[Opening GIVEN DATA section]

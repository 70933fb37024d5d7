use crate::scheduler::TickHandle;
use crate::transport::TransportEvent;
use std::fmt;
use std::time::Duration;
use tokio::sync::mpsc::UnboundedSender;
use uuid::Uuid;

/// Inbox entry. Collaborators post these; the session handles them one at a time.
#[derive(Debug, Clone)]
pub enum SessionEvent {
    Transport(TransportEvent),
    Tick { handle: TickHandle, delta: Duration },
}

impl From<TransportEvent> for SessionEvent {
    fn from(event: TransportEvent) -> Self {
        SessionEvent::Transport(event)
    }
}

/// Sending half of a session inbox.
pub type EventSink = UnboundedSender<SessionEvent>;

#[derive(Debug, Clone, Copy, PartialEq, Eq, Hash)]
pub struct SessionId(Uuid);

impl SessionId {
    pub fn new() -> Self {
        Self(Uuid::new_v4())
    }
}

impl Default for SessionId {
    fn default() -> Self {
        Self::new()
    }
}

impl fmt::Display for SessionId {
    fn fmt(&self, f: &mut fmt::Formatter<'_>) -> fmt::Result {
        write!(f, "{}", self.0)
    }
}

/// Outward status notifications.
#[derive(Debug, Clone, Copy, PartialEq, Eq)]
pub enum Notification {
    Completed { session: SessionId, success: bool },
    Paused { session: SessionId },
    Resumed { session: SessionId },
    Canceled { session: SessionId },
}

impl Notification {
    pub fn session(&self) -> SessionId {
        match *self {
            Notification::Completed { session, .. }
            | Notification::Paused { session }
            | Notification::Resumed { session }
            | Notification::Canceled { session } => session,
        }
    }
}
use crate::event::{EventSink, SessionEvent};
use log::warn;
use std::collections::HashMap;
use std::sync::{Arc, Mutex};
use std::time::{Duration, Instant};
use tokio::runtime::Handle;
use tokio::task::JoinHandle;

#[derive(Debug, Clone, Copy, PartialEq, Eq, Hash)]
pub struct TickHandle(pub(crate) u64);

/// Registers a session for ticks until `unregister` is called with the
/// returned handle. Ticks arrive on `sink` as [`SessionEvent::Tick`].
pub trait Scheduler {
    fn register(&mut self, sink: EventSink) -> TickHandle;
    fn unregister(&mut self, handle: TickHandle);
}

/// Ticks from a `tokio::time::interval` task per registration.
pub struct TokioTicker {
    period: Duration,
    next: u64,
    tasks: HashMap<TickHandle, JoinHandle<()>>,
}

impl TokioTicker {
    pub fn new(period: Duration) -> Self {
        Self {
            period,
            next: 0,
            tasks: HashMap::new(),
        }
    }
}

impl Default for TokioTicker {
    fn default() -> Self {
        Self::new(Duration::from_millis(100))
    }
}

impl Scheduler for TokioTicker {
    fn register(&mut self, sink: EventSink) -> TickHandle {
        self.next += 1;
        let handle = TickHandle(self.next);

        let runtime = match Handle::try_current() {
            Ok(runtime) => runtime,
            Err(e) => {
                warn!("Ticks disabled, no runtime: {}", e);
                return handle;
            }
        };

        let period = self.period;
        let task = runtime.spawn(async move {
            let mut interval = tokio::time::interval(period);
            let mut last = Instant::now();
            loop {
                interval.tick().await;
                let now = Instant::now();
                let delta = now - last;
                last = now;
                if sink.send(SessionEvent::Tick { handle, delta }).is_err() {
                    break;
                }
            }
        });
        self.tasks.insert(handle, task);
        handle
    }

    fn unregister(&mut self, handle: TickHandle) {
        if let Some(task) = self.tasks.remove(&handle) {
            task.abort();
        }
    }
}

impl Drop for TokioTicker {
    fn drop(&mut self) {
        for task in self.tasks.values() {
            task.abort();
        }
    }
}

/// Scheduler for hosts that run their own frame loop: every call to
/// [`ManualTicker::tick`] posts one tick to each registered session.
#[derive(Clone, Default)]
pub struct ManualTicker {
    inner: Arc<Mutex<ManualInner>>,
}

#[derive(Default)]
struct ManualInner {
    next: u64,
    registered: HashMap<TickHandle, EventSink>,
}

impl ManualTicker {
    pub fn new() -> Self {
        Self::default()
    }

    pub fn tick(&self, delta: Duration) {
        let inner = self.inner.lock().unwrap_or_else(|e| e.into_inner());
        for (handle, sink) in &inner.registered {
            let _ = sink.send(SessionEvent::Tick { handle: *handle, delta });
        }
    }

    pub fn registered(&self) -> usize {
        self.inner.lock().unwrap_or_else(|e| e.into_inner()).registered.len()
    }
}

impl Scheduler for ManualTicker {
    fn register(&mut self, sink: EventSink) -> TickHandle {
        let mut inner = self.inner.lock().unwrap_or_else(|e| e.into_inner());
        inner.next += 1;
        let handle = TickHandle(inner.next);
        inner.registered.insert(handle, sink);
        handle
    }

    fn unregister(&mut self, handle: TickHandle) {
        let mut inner = self.inner.lock().unwrap_or_else(|e| e.into_inner());
        inner.registered.remove(&handle);
    }
}
pub mod http;

pub use http::{ReqwestTransport, TransportConfig};

use crate::error::Result;
use crate::event::EventSink;
use crate::state::ByteRange;
use std::fmt;
use std::sync::{Arc, RwLock, RwLockReadGuard};

/// Identifies one request issued by a session. Events carrying an id the
/// session no longer waits for are dropped.
#[derive(Debug, Clone, Copy, PartialEq, Eq, Hash, PartialOrd, Ord)]
pub struct RequestId(pub(crate) u64);

impl fmt::Display for RequestId {
    fn fmt(&self, f: &mut fmt::Formatter<'_>) -> fmt::Result {
        write!(f, "#{}", self.0)
    }
}

/// Body received so far by one GET, shared between the transport that fills
/// it and the session that drains it.
#[derive(Debug, Clone, Default)]
pub struct ResponseBuffer(Arc<RwLock<Vec<u8>>>);

impl ResponseBuffer {
    pub fn new() -> Self {
        Self::default()
    }

    pub fn with_capacity(capacity: usize) -> Self {
        Self(Arc::new(RwLock::new(Vec::with_capacity(capacity))))
    }

    pub fn extend(&self, bytes: &[u8]) {
        let mut data = self.0.write().unwrap_or_else(|e| e.into_inner());
        data.extend_from_slice(bytes);
    }

    pub fn len(&self) -> usize {
        self.read().len()
    }

    pub fn is_empty(&self) -> bool {
        self.len() == 0
    }

    pub fn read(&self) -> RwLockReadGuard<'_, Vec<u8>> {
        self.0.read().unwrap_or_else(|e| e.into_inner())
    }
}

impl From<Vec<u8>> for ResponseBuffer {
    fn from(bytes: Vec<u8>) -> Self {
        Self(Arc::new(RwLock::new(bytes)))
    }
}

/// How a request ended.
#[derive(Debug, Clone, PartialEq, Eq)]
pub struct Completion {
    /// `false` when the connection failed or the body was cut off.
    pub connected: bool,
    pub status_code: Option<u16>,
    pub error: Option<String>,
}

impl Completion {
    pub fn ok(status_code: u16) -> Self {
        Self {
            connected: true,
            status_code: Some(status_code),
            error: None,
        }
    }

    pub fn failed(error: impl Into<String>, status_code: Option<u16>) -> Self {
        Self {
            connected: false,
            status_code,
            error: Some(error.into()),
        }
    }

    pub fn is_success(&self) -> bool {
        self.connected && self.status_code.is_some_and(is_success_status)
    }
}

pub(crate) fn is_success_status(code: u16) -> bool {
    (200..300).contains(&code)
}

#[derive(Debug, Clone)]
pub enum TransportEvent {
    /// Response headers arrived.
    Headers {
        request: RequestId,
        status_code: u16,
        content_length: Option<u64>,
    },
    /// More body bytes are available in `buffer`.
    Progress {
        request: RequestId,
        buffer: ResponseBuffer,
    },
    Complete {
        request: RequestId,
        completion: Completion,
    },
}

impl TransportEvent {
    pub fn request(&self) -> RequestId {
        match self {
            TransportEvent::Headers { request, .. }
            | TransportEvent::Progress { request, .. }
            | TransportEvent::Complete { request, .. } => *request,
        }
    }
}

/// HTTP collaborator.
///
/// `head` and `get` only start the request; everything else arrives on
/// `sink` as [`TransportEvent`]s tagged with `request`. After `cancel` the
/// transport may still deliver events for that id, the session ignores them.
pub trait Transport {
    fn head(&mut self, request: RequestId, url: &str, sink: EventSink) -> Result<()>;
    fn get(&mut self, request: RequestId, url: &str, range: ByteRange, sink: EventSink) -> Result<()>;
    fn cancel(&mut self, request: RequestId);
}
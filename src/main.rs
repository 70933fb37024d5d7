mod cli;
mod commands;

use anyhow::Result;
use clap::Parser;
use crate::cli::HashChoice;
use std::path::PathBuf;

#[derive(Parser, Debug)]
#[command(author, version, about, long_about = None)]
struct Args {
    /// URL to download
    #[arg(index = 1)]
    url: String,

    /// Destination file (defaults to <download-dir>/<name from URL>)
    #[arg(short = 'o', long)]
    output: Option<PathBuf>,

    /// Directory to save downloaded files
    #[arg(short = 'd', long = "download-dir", default_value = "downloads")]
    download_dir: PathBuf,

    /// Fetch in slices of this many bytes (0 picks 20 MiB)
    #[arg(short = 's', long)]
    slice: Option<u64>,

    /// Global rate limit in bytes per second (e.g., 1048576 for 1MB/s)
    #[arg(short = 'r', long)]
    rate_limit: Option<u32>,

    /// Digest computed while downloading
    #[arg(long, value_enum, default_value = "md5")]
    hash: HashChoice,

    /// Fail unless the digest matches this hex string
    #[arg(long = "expect-hash")]
    expect_hash: Option<String>,

    /// Print the final file descriptor as JSON on stdout
    #[arg(long)]
    json: bool,

    /// Debug logging
    #[arg(short = 'v', long)]
    verbose: bool,
}

fn main() -> Result<()> {
    let mut args = Args::parse();

    let level = if args.verbose { "debug" } else { "info" };
    env_logger::Builder::from_env(env_logger::Env::default().default_filter_or(level))
        .target(env_logger::Target::Stderr)
        .init();

    // Output dir might not exist yet, so we resolve it relative to current dir
    if args.download_dir.is_relative() {
        if let Ok(cwd) = std::env::current_dir() {
            args.download_dir = cwd.join(&args.download_dir);
        }
    }

    let rt = tokio::runtime::Runtime::new()?;
    rt.block_on(async {
        crate::commands::run_single_download(crate::commands::DownloadArgs {
            url: args.url,
            output: args.output,
            download_dir: args.download_dir,
            slice: args.slice,
            rate_limit: args.rate_limit,
            hash: args.hash.into(),
            expect_hash: args.expect_hash,
            json: args.json,
        })
        .await
    })
}
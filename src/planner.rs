use crate::error::{Error, Result};
use crate::state::{ByteRange, SliceContext};

/// Plans the next range request starting at `committed`.
///
/// Returns [`Error::InvalidRange`] when the computed end does not lie past the
/// beginning. Callers check for completion before asking for a range. Slicing
/// only changes how the object is chunked; the last range always ends at
/// `size - 1`.
pub fn plan_range(size: u64, committed: u64, slice: &SliceContext) -> Result<ByteRange> {
    let begin = committed;
    let end_exclusive = if slice.enabled {
        begin.saturating_add(slice.slice_byte_size).min(size)
    } else {
        size
    };

    match end_exclusive.checked_sub(1) {
        Some(end) if end > begin => Ok(ByteRange { begin, end }),
        Some(end) => Err(Error::InvalidRange { begin, end }),
        None => Err(Error::InvalidRange { begin, end: 0 }),
    }
}
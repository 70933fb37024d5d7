use crate::error::Result;
use url::Url;

/// Last path segment of `url_str`, or a random `download_<uuid>` name.
pub fn get_filename_from_url(url_str: &str) -> Result<String> {
    let url = Url::parse(url_str)?;

    if let Some(segments) = url.path_segments() {
        if let Some(filename) = segments.last() {
            if !filename.is_empty() {
                return Ok(filename.to_string());
            }
        }
    }

    Ok(format!("download_{}", uuid::Uuid::new_v4()))
}

pub fn sanitize_filename(filename: &str) -> String {
    filename.replace(|c: char| !c.is_alphanumeric() && c != '.' && c != '-' && c != '_', "_")
}
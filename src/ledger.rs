use crate::error::{Error, Result};
use crate::hashing::StreamingHasher;
use crate::store::FileStore;
use log::warn;
use std::ops::Range;
use std::path::Path;

/// Byte accounting for the destination file.
///
/// A response buffer always holds everything the current request has
/// received so far. `committed_at_request_start` tells how much of the
/// committed total came from earlier requests, so the unconsumed tail of the
/// buffer starts at `total_committed - committed_at_request_start`.
#[derive(Debug, Clone, Copy, Default, PartialEq, Eq)]
pub struct TransferLedger {
    total_committed: u64,
    committed_at_request_start: u64,
    instantaneous_rate: u64,
}

impl TransferLedger {
    pub fn new() -> Self {
        Self::default()
    }

    pub fn total_committed(&self) -> u64 {
        self.total_committed
    }

    pub fn committed_at_request_start(&self) -> u64 {
        self.committed_at_request_start
    }

    /// Bytes committed by the most recent progress signal.
    pub fn instantaneous_rate(&self) -> u64 {
        self.instantaneous_rate
    }

    /// Bytes committed since the current request was issued.
    pub fn committed_this_request(&self) -> u64 {
        self.total_committed - self.committed_at_request_start
    }

    pub(crate) fn begin_request(&mut self) {
        self.committed_at_request_start = self.total_committed;
    }

    pub(crate) fn pause(&mut self) {
        self.committed_at_request_start = self.total_committed;
        self.instantaneous_rate = 0;
    }

    pub(crate) fn halt(&mut self) {
        self.instantaneous_rate = 0;
    }

    pub(crate) fn reset(&mut self) {
        *self = Self::default();
    }

    /// Bytes of `buffer_len` not yet written.
    pub fn padding_for(&self, buffer_len: u64) -> u64 {
        buffer_len.saturating_sub(self.committed_this_request())
    }

    /// Span of a response buffer of `buffer_len` bytes that has not been
    /// written yet, capped so the total never passes `size`.
    pub(crate) fn pending(&self, buffer_len: usize, size: u64) -> Range<usize> {
        let padding = self
            .padding_for(buffer_len as u64)
            .min(size.saturating_sub(self.total_committed));
        if padding == 0 {
            return 0..0;
        }
        let offset = self.committed_this_request() as usize;
        offset..offset + padding as usize
    }

    /// Appends `tail`, the span returned by [`pending`](Self::pending), to
    /// `path` and hashes it.
    ///
    /// Nothing is committed when the append fails; the same span is pending
    /// again on the next signal. Returns the number of bytes committed.
    pub(crate) fn commit(
        &mut self,
        tail: &[u8],
        path: &Path,
        store: &mut dyn FileStore,
        hasher: &mut StreamingHasher,
    ) -> Result<u64> {
        if tail.is_empty() {
            return Ok(0);
        }
        store.append(path, tail).map_err(|source| Error::WriteFailed {
            path: path.to_path_buf(),
            source,
        })?;

        let written = tail.len() as u64;
        if let Err(e) = hasher.update(tail) {
            warn!("Committed {} bytes that could not be hashed: {}", written, e);
        }
        self.instantaneous_rate = written;
        self.total_committed += written;
        Ok(written)
    }
}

[Closing GIVEN DATA section]

Look above for the line with "pub struct TransferLedger" and the line with "not yet written.". Retype those two lines and every line between them exactly, adding nothing.

pub struct TransferLedger {
    total_committed: u64,
    committed_at_request_start: u64,
    instantaneous_rate: u64,
}

impl TransferLedger {
    pub fn new() -> Self {
        Self::default()
    }

    pub fn total_committed(&self) -> u64 {
        self.total_committed
    }

    pub fn committed_at_request_start(&self) -> u64 {
        self.committed_at_request_start
    }

    /// Bytes committed by the most recent progress signal.
    pub fn instantaneous_rate(&self) -> u64 {
        self.instantaneous_rate
    }

    /// Bytes committed since the current request was issued.
    pub fn committed_this_request(&self) -> u64 {
        self.total_committed - self.committed_at_request_start
    }

    pub(crate) fn begin_request(&mut self) {
        self.committed_at_request_start = self.total_committed;
    }

    pub(crate) fn pause(&mut self) {
        self.committed_at_request_start = self.total_committed;
        self.instantaneous_rate = 0;
    }

    pub(crate) fn halt(&mut self) {
        self.instantaneous_rate = 0;
    }

    pub(crate) fn reset(&mut self) {
        *self = Self::default();
    }

    /// Bytes of `buffer_len` not yet written.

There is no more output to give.